# Node Embeddings and Skip Gram Examples

**Purpose:** - to explore the node embedding methods used for methods such as Word2Vec.

**Introduction-** one of the key methods used in node classification actually draws inspiration from natural language processing. This based in the fact that one approach for natural language processing views the ordering of words in a manner similar to a graph since each n-gram has a set of words that follow it. Strategies that treat text this way are naturally amenable to domains where we are explicitly working on a network structure.

Methods which employ node embeddings have several fundamental steps:
1. Create a "corpus" of node connections using a random walk.
2. Define a transformation on the list of node connections from **1** which groups node values that are close together with a high number, and nodes that have less of a relationship with a small number.
3. Run a standard machine learning method on the new set of factors from step **2**.


## Random Walks:

Here we explore the first step in this process: The random choosing of node values in the graph structure.

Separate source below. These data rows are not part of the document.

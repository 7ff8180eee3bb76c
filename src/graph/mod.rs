//! ACDFG graph model
//!
//! An ACDFG (annotated control/data-flow graph) is the unit of search: one
//! graph per source method, produced by an external extractor and consumed
//! here from a binary message ([`Acdfg::from_bytes`]).
//!
//! Nodes are stored in an arena keyed by their extractor-assigned id (ids are
//! stable but not necessarily contiguous), and every cross-reference between
//! nodes (assignee, invokee, arguments, edge endpoints) is an id, never an
//! owning pointer.
//!
//! # Example
//!
//! ```
//! use groum_search::graph::{Acdfg, GraphBuilder, NodeId};
//!
//! let mut b = GraphBuilder::new();
//! b.method_node(1, None, None, "init", &[]);
//! b.method_node(2, None, None, "prepare", &[]);
//! b.control_edge(10, 1, 2);
//! let graph = b.build().unwrap();
//!
//! let roots = graph.find_control_roots();
//! assert_eq!(roots.into_iter().collect::<Vec<_>>(), vec![NodeId(1)]);
//! ```

pub mod cfg;
pub mod decode;

pub use cfg::{CfgView, Dominators, NaturalLoop};

use std::collections::{BTreeMap, BTreeSet};

use crate::error::{Error, Result};

/// Node identifier, unique within one graph
#[derive(Debug, Clone, Copy, PartialEq, Eq, Hash, PartialOrd, Ord, serde::Serialize)]
pub struct NodeId(pub u64);

/// Edge identifier, unique within one graph
#[derive(Debug, Clone, Copy, PartialEq, Eq, Hash, PartialOrd, Ord, serde::Serialize)]
pub struct EdgeId(pub u64);

/// Whether a data node is a variable or a constant
#[derive(Debug, Clone, Copy, PartialEq, Eq)]
pub enum DataKind {
    /// A program variable
    Var,
    /// A literal constant
    Const,
}

/// A data node: a variable or constant flowing through the method
#[derive(Debug, Clone, PartialEq, Eq)]
pub struct DataNode {
    /// Node id
    pub id: NodeId,
    /// Variable name or constant literal
    pub name: String,
    /// Declared type (e.g. `java.lang.String`)
    pub ty: String,
    /// Variable vs. constant
    pub kind: DataKind,
}

/// A method-invocation node
#[derive(Debug, Clone, PartialEq, Eq)]
pub struct MethodNode {
    /// Node id
    pub id: NodeId,
    /// Data node receiving the return value, if any
    pub assignee: Option<NodeId>,
    /// Data node the method is invoked on, if any
    pub invokee: Option<NodeId>,
    /// Fully qualified method name
    pub name: String,
    /// Ordered argument data nodes
    pub args: Vec<NodeId>,
}

/// A node of the graph
#[derive(Debug, Clone, PartialEq, Eq)]
pub enum Node {
    /// Variable or constant
    Data(DataNode),
    /// Method invocation
    Method(MethodNode),
    /// Control skeleton node with no payload
    Misc(NodeId),
}

impl Node {
    /// The node's id
    #[must_use]
    pub fn id(&self) -> NodeId {
        match self {
            Node::Data(d) => d.id,
            Node::Method(m) => m.id,
            Node::Misc(id) => *id,
        }
    }

    /// Control nodes (method/misc) participate in control-flow analyses;
    /// data nodes do not.
    #[must_use]
    pub fn is_control(&self) -> bool {
        !matches!(self, Node::Data(_))
    }
}

/// Edge kind
#[derive(Debug, Clone, Copy, PartialEq, Eq, Hash)]
pub enum EdgeKind {
    /// Genuine control-flow edge between control nodes
    Control,
    /// Definition edge: control node defines a data node
    Def,
    /// Use edge: data node is used by a control node
    Use,
    /// Inferred control edge materialized by the miner (a shortcut over
    /// removed nodes); rehydrated to [`EdgeKind::Control`] when it coincides
    /// with a genuine control path in the unreduced sibling graph
    Trans,
    /// Exception-driven control transfer
    Exceptional,
}

/// A directed edge
#[derive(Debug, Clone, PartialEq, Eq)]
pub struct Edge {
    /// Edge id
    pub id: EdgeId,
    /// Source node
    pub from: NodeId,
    /// Target node
    pub to: NodeId,
    /// Edge kind
    pub kind: EdgeKind,
}

/// Boolean-operator pseudo-methods emitted by the miner; noise for the
/// cluster index, never indexed or queried.
pub const PSEUDO_METHODS: &[&str] = &[
    "EQ", "NEQ", "GT", "GE", "LT", "LE", "AND", "OR", "XOR", "NOT",
];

This step is taken to approximate the connections each node has as a list. This carries two advantages:
1. Each node similarity measure has both local (direct) connections, and also expresses higher order connections (indirect). This is known as **Expressivity**.
2. All node pairs don't need to be encoded; we don't have to worry about coding the zero probabilities. This is **Efficiency**.

We will discuss some of the methods used for random walks in the sections below in reference to the paper where they were originally discussed.

### DeepWalk Method

*DeepWalk: Online Learning of Social Representations* uses short random walks. In this case, we define a random walk starting at vertex $V_i$ as $W_i$. This random walk is a stochastic process composed of random variables $W_i^k$ where k denotes the step in the sequence of each random walk.

For this method, a stream of random walks is created. This method has the added advantage of being easy to parallelize and is also less sensitive to changes in the underlying graph than using a larger length random walk.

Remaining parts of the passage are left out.